Sarebbe molto strano se alla fine, dopo un arresto inatteso dal capomafia, qualcuno avesse ripulito per tempo i covi e si dovessero rinvenire solo poche carte e appunti su fatti criminali secondari; qualche gioiello, il cui valore, anche se rilevante, sarebbe comunque un’inezia al confronto della ricchezza illecita accumulata, stimata in diversi miliardi di euro; ed  individuare solo le complicità di alcuni soldati di mafia, di pedine secondarie:  l’autista, il medico curante, il proprietario della casa, qualche piccolo fiancheggiatore.

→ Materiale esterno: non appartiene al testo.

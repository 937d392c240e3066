use hdrhistogram::Histogram;

use crate::metrics::{MetricKind, MetricValue, TREND_SCALE, TrendSummary, quantile};
use crate::metrics::{summarize_histogram, unscale_trend_value};

/// Point-in-time copy of one metric's aggregate.
///
/// Snapshots are detached from the registry: later samples never change a snapshot, and reading a
/// snapshot never blocks writers.
#[derive(Debug, Clone)]
pub struct MetricSnapshot {
    pub name: String,
    pub value: SnapshotValue,
}

#[derive(Debug, Clone)]
pub enum SnapshotValue {
    Counter(u64),
    Gauge(i64),
    Rate { total: u64, hits: u64 },
    Trend(TrendSnapshot),
}

impl MetricSnapshot {
    #[must_use]
    pub fn kind(&self) -> MetricKind {
        match &self.value {
            SnapshotValue::Counter(_) => MetricKind::Counter,
            SnapshotValue::Gauge(_) => MetricKind::Gauge,
            SnapshotValue::Rate { .. } => MetricKind::Rate,
            SnapshotValue::Trend(_) => MetricKind::Trend,
        }
    }

    /// True when nothing has been recorded yet.
    ///
    /// A counter only counts as empty while it is zero; gauges are never empty once registered
    /// through a sample.
    #[must_use]
    pub fn is_empty(&self) -> bool {
        match &self.value {
            SnapshotValue::Counter(v) => *v == 0,
            SnapshotValue::Gauge(_) => false,
            SnapshotValue::Rate { total, .. } => *total == 0,
            SnapshotValue::Trend(t) => t.count() == 0,
        }
    }

    #[must_use]
    pub fn summary(&self) -> MetricValue {
        match &self.value {
            SnapshotValue::Counter(v) => MetricValue::Counter(*v),
            SnapshotValue::Gauge(v) => MetricValue::Gauge(*v),
            SnapshotValue::Rate { total, hits } => MetricValue::Rate {
                total: *total,
                hits: *hits,
                rate: rate_of(*total, *hits),
            },
            SnapshotValue::Trend(t) => MetricValue::Trend(t.summary()),
        }
    }
}

pub(crate) fn rate_of(total: u64, hits: u64) -> Option<f64> {
    (total > 0).then(|| hits as f64 / total as f64)
}

#[derive(Debug, Clone)]
pub struct TrendSnapshot {
    histogram: Histogram<u64>,
}

impl TrendSnapshot {
    pub(crate) fn new(histogram: Histogram<u64>) -> Self {
        Self { histogram }
    }

    #[must_use]
    pub fn count(&self) -> u64 {
        self.histogram.len()
    }

    /// Percentile in `0..=100`.
    #[must_use]
    pub fn percentile(&self, p: f64) -> Option<f64> {
        quantile(&self.histogram, p / 100.0)
    }

    #[must_use]
    pub fn median(&self) -> Option<f64> {
        self.percentile(50.0)
    }

    #[must_use]
    pub fn mean(&self) -> Option<f64> {
        (self.count() > 0).then(|| self.histogram.mean() / TREND_SCALE)
    }

    #[must_use]
    pub fn min(&self) -> Option<f64> {
        (self.count() > 0).then(|| unscale_trend_value(self.histogram.min()))
    }

    #[must_use]
    pub fn max(&self) -> Option<f64> {
        (self.count() > 0).then(|| unscale_trend_value(self.histogram.max()))
    }

    #[must_use]
    pub fn summary(&self) -> TrendSummary {
        summarize_histogram(&self.histogram)
    }
}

Se le cose dovessero andare proprio così, sarebbe una conferma delle previsioni di Salvatore Baiardo e quello a cui abbiamo assistito non sarebbe un vero arresto, ma solo una recita ben organizzata ad uso dell’opinione pubblica. Insomma, puro teatro.

L’agghiacciante testimonianza di Gaspare Spatuzza, sulla morte del piccolo Giuseppe Di Matteo

<<Poi l’abbiamo legato come un animale e l’abbiamo lasciato nel cassone. Lui piangeva, siamo tornati indietro perché ci è uscita fuori quel poco di umanità che ancora avevamo», ha ricordato. Il bambino era terrorizzato. «Io ho detto al bambino di mettersi in un angolo, cioè vicino al letto, quasi ai piedi del letto, con le braccia alzate e con la faccia al muro. Allora il bambino, per come io ho detto, si è messo faccia al muro. Io ci sono andato da dietro e ci ho messo la corda al collo. Tirandolo con uno sbalzo forte, me lo sono tirato indietro e l’ho appoggiato a terra. Enzo Brusca si è messo sopra le braccia inchiodandolo in questa maniera (incrocia le braccia) e Monticciolo si è messo sulle gambe del bambino per evitare che si muoveva. Nel momento della aggressione che io ho buttato il bambino e Monticciolo si stava già avviando per tenere le gambe, gli dice ‘mi dispiace’ rivolto al bambino ‘tuo papà ha fatto il cornuto’ (…) il bambino non ha capito niente, perché non se l’aspettava, non si aspettava niente e poi il bambino ormai non era… come voglio dire, non aveva la reazione di un bambino, sembrava molle… anche se non ci mancava mangiare, non ci mancava niente, ma sicuramente la mancanza di libertà, il bambino diciamo era molto molle, era tenero, sembrava fatto di burro… cioè questo, il bambino penso non ha capito niente. Sto morendo, penso non l’abbia neanche capito. Il bambino ha fatto solo uno sbalzo di reazione, uno solo e lento, ha fatto solo questo e non si è mosso più, solo gli occhi, cioè girava gli occhi. (…) io ho spogliato il bambino e il bambino era urinato e si era fatto anche addosso dalla paura di quello ce abbia potuto capire o è un fatto naturale perché è gonfiato il bambino. Dopo averlo spogliato, ci abbiamo tolto, aveva un orologio da polso e tutto, abbiamo versato l’acido nel fusto e abbiamo preso il bambino. Io ho preso il bambino. Io l’ho preso per i piedi e Monticciolo e Brusca l’hanno preso per un braccio l’uno così l’abbiamo messo nell’acido e ce ne siamo andati sopra. (…) io ci sono andato giù, sono andato a vedere lì e del bambino c’era solo un pezzo di gamba e una parte della schiena, perché io ho cercato di mescolare e ho visto che c’era solo un pezzo di gamba… e una parte… però era un attimo perché sono andato… uscito perché lì dentro la puzza dell’acido era… cioè si soffocava lì dentro. Poi siamo andati tutti a dormire.